## Your task
From the listing that follows, count the lines including "MissingAccountCode" and give the number alone.
════════
/// Ledger of one account over a date range
#[derive(Debug, Clone, PartialEq, Serialize)]
pub struct LedgerReport {
    pub account_code: String,
    pub date_from: NaiveDate,
    pub date_to: NaiveDate,
    pub currency: Option<String>,
    pub opening_balance: f64,
    pub closing_balance: f64,
    pub total_debit: f64,
    pub total_credit: f64,
    pub entries: Vec<LedgerEntry>,
    pub skipped_rows: usize,
}

/// Builds the ledger of `query.account_code`
///
/// In-range rows are ordered by date (sheet order breaks ties) before the
/// running balance is applied, so every line's balance follows from the one
/// above it. An account with no rows yields an empty ledger with zero
/// balances.
///
/// # Errors
///
/// - `LedgerError::MissingAccountCode` for a blank code
/// - `LedgerError::InvalidRange` when `date_from > date_to`
pub fn reconstruct(journal: &ParsedJournal, query: &LedgerQuery) -> Result<LedgerReport, LedgerError> {
    query.validate()?;

    let code = query.account_code.trim();
    let currency = query
        .currency
        .as_deref()
        .map(str::trim)
        .filter(|c| !c.is_empty())
        .map(str::to_uppercase);

    let mut opening_balance = 0.0;
    let mut in_range: Vec<&JournalRow> = Vec::new();

    for row in &journal.rows {
        if !row.touches(code) {
            continue;
        }
        if let Some(ref currency) = currency {
            if &row.currency != currency {
                continue;
            }
        }

        if row.date < query.date_from {
            opening_balance += row.signed_amount_for(code);
        } else if row.date <= query.date_to {
            in_range.push(row);
        }
    }

    in_range.sort_by_key(|row| (row.date, row.row_index));

    let mut balance = opening_balance;
    let mut total_debit = 0.0;
    let mut total_credit = 0.0;

    let entries: Vec<LedgerEntry> = in_range
        .into_iter()
        .map(|row| {
            let (debit, credit) = row.sides_for(code);
            balance += debit - credit;
            total_debit += debit;
            total_credit += credit;

            LedgerEntry {
                row_index: row.row_index,
                date: row.date,
                debit_account: row.debit_account.clone(),
                credit_account: row.credit_account.clone(),
                counter_account: row.counter_account(code).to_string(),
                currency: row.currency.clone(),
                amount: row.amount,
                debit,
                credit,
                description: row.description.clone(),
                customer: row.customer.clone(),
                related_account: row.related_account.clone(),
                balance,
            }
        })
        .collect();

    tracing::debug!(
        account_code = code,
        entries = entries.len(),
        skipped_rows = journal.skipped_rows,
        "Ledger reconstructed"
    );

    Ok(LedgerReport {
        account_code: code.to_string(),
        date_from: query.date_from,
        date_to: query.date_to,
        currency,
        opening_balance,
        closing_balance: balance,
        total_debit,
        total_credit,
        entries,
        skipped_rows: journal.skipped_rows,
    })
}

/// Per-account line of a trial balance
#[derive(Debug, Clone, Default, PartialEq, Serialize)]
pub struct TrialBalanceLine {
    pub account_code: String,
    pub opening_balance: f64,
    pub debit_turnover: f64,
    pub credit_turnover: f64,
    pub closing_balance: f64,
}

/// Opening, turnover and closing of every account in the journal
#[derive(Debug, Clone, PartialEq, Serialize)]
pub struct TrialBalance {
    pub date_from: NaiveDate,
    pub date_to: NaiveDate,
    pub lines: Vec<TrialBalanceLine>,
    pub total_debit_turnover: f64,
    pub total_credit_turnover: f64,
    pub skipped_rows: usize,
}

/// Builds a trial balance over `[date_from, date_to]`
///
/// Every account posted on or before `date_to` gets a line, sorted by code.
/// Rows after the range are ignored.
pub fn trial_balance(
    journal: &ParsedJournal,
    date_from: NaiveDate,
    date_to: NaiveDate,
) -> Result<TrialBalance, LedgerError> {
    check_range(date_from, date_to)?;

    let mut lines: BTreeMap<&str, TrialBalanceLine> = BTreeMap::new();

    for row in journal.rows.iter().filter(|row| row.date <= date_to) {
        let before = row.date < date_from;

        for (code, is_debit) in [(&row.debit_account, true), (&row.credit_account, false)] {
            if code.is_empty() {
                continue;
            }

            let line = lines.entry(code.as_str()).or_insert_with(|| TrialBalanceLine {
                account_code: code.clone(),
                ..Default::default()
            });

            match (before, is_debit) {
                (true, true) => line.opening_balance += row.amount,
                (true, false) => line.opening_balance -= row.amount,
                (false, true) => line.debit_turnover += row.amount,
                (false, false) => line.credit_turnover += row.amount,
            }
        }
    }

    let lines: Vec<TrialBalanceLine> = lines
        .into_values()
        .map(|mut line| {
            line.closing_balance = line.opening_balance + line.debit_turnover - line.credit_turnover;
            line
        })
        .collect();

    let total_debit_turnover = lines.iter().map(|l| l.debit_turnover).sum();
    let total_credit_turnover = lines.iter().map(|l| l.credit_turnover).sum();

    Ok(TrialBalance {
        date_from,
        date_to,
        lines,
        total_debit_turnover,
        total_credit_turnover,
        skipped_rows: journal.skipped_rows,
    })
}

#[cfg(test)]
mod tests {
    use super::*;
    use crate::ledger::journal::{parse_rows, ColumnLayout};
    use serde_json::{json, Value};

    fn date(y: i32, m: u32, d: u32) -> NaiveDate {
        NaiveDate::from_ymd_opt(y, m, d).unwrap()
    }

    fn row(d: &str, debit: &str, credit: &str, currency: &str, amount: f64) -> Vec<Value> {
        vec![
            json!(d),
            json!(debit),
            json!(credit),
            json!(currency),
            json!(amount),
            json!(format!("{} -> {}", credit, debit)),
            json!(""),
            json!(""),
        ]
    }

    fn sample_journal() -> ParsedJournal {
        let cells = vec![
            vec![json!("Date"), json!("Debit"), json!("Credit"), json!("Currency"), json!("Amount")],
            row("2023-12-15", "1101", "3101", "MNT", 1000.0),
            row("2023-12-20", "5101", "1101", "MNT", 250.0),
            row("2024-01-20", "1101", "4101", "MNT", 400.0),
            row("2024-01-05", "5201", "1101", "MNT", 100.0),
            row("2024-01-31", "1101", "1201", "USD", 50.0),
            row("2024-02-01", "5101", "1101", "MNT", 75.0),
            row("2024-01-10", "5101", "2101", "MNT", 60.0),
        ];
        parse_rows(&cells, &ColumnLayout::default())
    }

    fn january(code: &str) -> LedgerQuery {
        LedgerQuery {
            account_code: code.to_string(),
            date_from: date(2024, 1, 1),
            date_to: date(2024, 1, 31),
            currency: None,
        }
    }

    #[test]
    fn test_opening_and_closing_balances() {
        let report = reconstruct(&sample_journal(), &january("1101")).unwrap();

        assert_eq!(report.opening_balance, 750.0);
        assert_eq!(report.entries.len(), 3);
        assert_eq!(report.total_debit, 450.0);
        assert_eq!(report.total_credit, 100.0);
        assert_eq!(report.closing_balance, 1100.0);
        assert_eq!(report.skipped_rows, 1);
    }

    #[test]
    fn test_closing_is_opening_plus_in_range_sum() {
        let journal = sample_journal();
        for code in ["1101", "3101", "5101", "1201", "4101", "2101", "9999"] {
            let report = reconstruct(&journal, &january(code)).unwrap();

            let before: f64 = journal
                .rows
                .iter()
                .filter(|r| r.date < date(2024, 1, 1))
                .map(|r| r.signed_amount_for(code))
                .sum();
            let within: f64 = journal
                .rows
                .iter()
                .filter(|r| r.date >= date(2024, 1, 1) && r.date <= date(2024, 1, 31))
                .map(|r| r.signed_amount_for(code))
                .sum();

            assert_eq!(report.opening_balance, before, "opening for {}", code);
            assert_eq!(report.closing_balance, before + within, "closing for {}", code);
        }
    }

    #[test]
    fn test_entries_sorted_with_running_balance() {
        let report = reconstruct(&sample_journal(), &january("1101")).unwrap();

        let dates: Vec<NaiveDate> = report.entries.iter().map(|e| e.date).collect();
        assert_eq!(dates, vec![date(2024, 1, 5), date(2024, 1, 20), date(2024, 1, 31)]);

        let balances: Vec<f64> = report.entries.iter().map(|e| e.balance).collect();
        assert_eq!(balances, vec![650.0, 1050.0, 1100.0]);

        let first = &report.entries[0];
        assert_eq!(first.counter_account, "5201");
        assert_eq!(first.debit, 0.0);
        assert_eq!(first.credit, 100.0);
        assert_eq!(first.row_index, 4);
    }

    #[test]
    fn test_same_day_rows_keep_sheet_order() {
        let cells = vec![
            row("2024-01-02", "1101", "3101", "MNT", 10.0),
            row("2024-01-01", "5101", "1101", "MNT", 3.0),
            row("2024-01-02", "5101", "1101", "MNT", 4.0),
        ];
        let journal = parse_rows(&cells, &ColumnLayout::default());
        let report = reconstruct(&journal, &january("1101")).unwrap();

        let order: Vec<usize> = report.entries.iter().map(|e| e.row_index).collect();
        assert_eq!(order, vec![1, 0, 2]);
        assert_eq!(report.entries.last().unwrap().balance, 3.0);
    }

    #[test]
    fn test_range_bounds_are_inclusive() {
        let cells = vec![
            row("2024-01-01", "1101", "3101", "MNT", 1.0),
            row("2024-01-31", "1101", "3101", "MNT", 2.0),
            row("2023-12-31", "1101", "3101", "MNT", 4.0),
            row("2024-02-01", "1101", "3101", "MNT", 8.0),
        ];
        let journal = parse_rows(&cells, &ColumnLayout::default());
        let report = reconstruct(&journal, &january("1101")).unwrap();

        assert_eq!(report.opening_balance, 4.0);
        assert_eq!(report.entries.len(), 2);
        assert_eq!(report.closing_balance, 7.0);
    }

    #[test]
    fn test_no_matching_rows() {
        let report = reconstruct(&sample_journal(), &january("7777")).unwrap();
        assert!(report.entries.is_empty());
        assert_eq!(report.opening_balance, 0.0);
        assert_eq!(report.closing_balance, 0.0);
    }

    #[test]
    fn test_currency_filter() {
        let mut query = january("1101");
        query.currency = Some("usd".to_string());

        let report = reconstruct(&sample_journal(), &query).unwrap();
        assert_eq!(report.currency.as_deref(), Some("USD"));
        assert_eq!(report.opening_balance, 0.0);
        assert_eq!(report.entries.len(), 1);
        assert_eq!(report.closing_balance, 50.0);
    }

    #[test]
    fn test_account_code_is_trimmed() {
        let report = reconstruct(&sample_journal(), &january(" 1101 ")).unwrap();
        assert_eq!(report.account_code, "1101");
        assert_eq!(report.entries.len(), 3);
    }

    #[test]
    fn test_invalid_queries() {
        let mut inverted = january("1101");
        inverted.date_from = date(2024, 2, 1);
        assert!(matches!(
            reconstruct(&sample_journal(), &inverted),
            Err(LedgerError::InvalidRange { .. })
        ));

        assert_eq!(
            reconstruct(&sample_journal(), &january("  ")),
            Err(LedgerError::MissingAccountCode)
        );
    }

    #[test]
    fn test_trial_balance() {
        let tb = trial_balance(&sample_journal(), date(2024, 1, 1), date(2024, 1, 31)).unwrap();

        let codes: Vec<&str> = tb.lines.iter().map(|l| l.account_code.as_str()).collect();
        assert_eq!(codes, vec!["1101", "1201", "2101", "3101", "4101", "5101", "5201"]);

        let cash = &tb.lines[0];
        assert_eq!(cash.opening_balance, 750.0);
        assert_eq!(cash.debit_turnover, 450.0);
        assert_eq!(cash.credit_turnover, 100.0);
        assert_eq!(cash.closing_balance, 1100.0);

        let expenses = tb.lines.iter().find(|l| l.account_code == "5101").unwrap();
        assert_eq!(expenses.opening_balance, 250.0);
        assert_eq!(expenses.debit_turnover, 60.0);
        assert_eq!(expenses.closing_balance, 310.0);

        // Double entry: turnovers and closing balances both net out
        assert_eq!(tb.total_debit_turnover, tb.total_credit_turnover);
        let net: f64 = tb.lines.iter().map(|l| l.closing_balance).sum();
        assert_eq!(net, 0.0);
    }

    #[test]
    fn test_trial_balance_matches_ledger() {
        let journal = sample_journal();
        let tb = trial_balance(&journal, date(2024, 1, 1), date(2024, 1, 31)).unwrap();

        for line in &tb.lines {
            let report = reconstruct(&journal, &january(&line.account_code)).unwrap();
            assert_eq!(report.opening_balance, line.opening_balance);
            assert_eq!(report.closing_balance, line.closing_balance);
        }
    }

    #[test]
    fn test_trial_balance_rejects_inverted_range() {
        let result = trial_balance(&sample_journal(), date(2024, 2, 1), date(2024, 1, 1));
        assert!(result.is_err());
    }
}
════════
## The answer
2